I have a number of thoughts here that I haven't gotten around to writing up, and sharing via a public conversation seems like a decent way to try.
A few opening thoughts:
Happy to launch off in any direction that seems interesting or productive to you.
- I used to think the goal was to "become paradigmatic". I now think a better goal is to become the kind of field that can go through cycles of paradigm creation, paradigm crisis, and then recreation of a new paradigm.
Is there a way in which trying to become paradigmatic doesn't implicitly lead to that cycle? After the first paradigm, it seems to me that later paradigms come about more naturally because of insufficiencies in the original paradigm, i.e. someone discovers an edge case that isn't handled correctly, or even just less gracefully than seems intuitively obvious.
I'm not sure what's empirically the case. I could see it being easier to go from one paradigm to the next because of clear insufficiencies, but also if there's an existing paradigm, people might be more resistant to changing than if they were less anchored on anything.
The update for me had a couple of pieces. Before I at least implicitly thought that most of the work happens in the paradigmatic phase, so to be productive, we should get in it. (I think it appears way more productive and can be scaled up more). Now I think that getting the paradigm right is at least as much of the work, and you want to get it right.

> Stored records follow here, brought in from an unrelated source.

//! External peer node process handling.
//!
//! The peer node is an opaque, separately built program. Everything the
//! bridge knows about it flows through two newline-delimited JSON streams:
//! events on the node's stdout and commands on its stdin.
//!
//! - `codec`: [`LinesCodec`](tokio_util::codec::LinesCodec)-based line framing.
//! - `event`: inbound [`NodeEvent`](event::NodeEvent) model and line decoding.
//! - `command`: outbound [`Command`](command::Command) model and line encoding.
//! - `reader`: async tasks draining the node's stdout and stderr.
//! - `writer`: async task writing encoded commands to the node's stdin.
//! - `spawner`: executable checks, process launch, and exit monitoring.

pub mod codec;
pub mod command;
pub mod event;
pub mod reader;
pub mod spawner;
pub mod writer;

/// Log namespace used for records the bridge itself produces.
pub const LOG_NAMESPACE: &str = "p2p";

The other piece of it is I think both pre-paradigmatic and paradigmatic work both rely on a community reaching consensus about what counts as progress in their field, so the better thing to do than worry about "phase" is worry about how good you are at reaching consensus with each other (and reality).
if there's an existing paradigm, people might be more resistant to changing than if they were less anchored on anything
This seems true historically, but I think you're probably more interested in the question of how to steer existing (or new) research efforts. Therefore,
Now I think that getting the paradigm right is at least as much of the work, and you want to get it right.
Because if you don't get it right initially, you risk wasting time stuck in a bad paradigm? I think I am pretty skeptical of our ability to do any sort of meaningful aiming here, at least in a top-down way. Apart from the underlying reality they're attempting to model, paradigms seem driven by:
But as far as interventions go, those don't suggest that we have a lot of direct control over what paradigms we land on.
I think we're on very similar pages here actually both difficulty of doing it top down, and social dynamics being a point of intervention.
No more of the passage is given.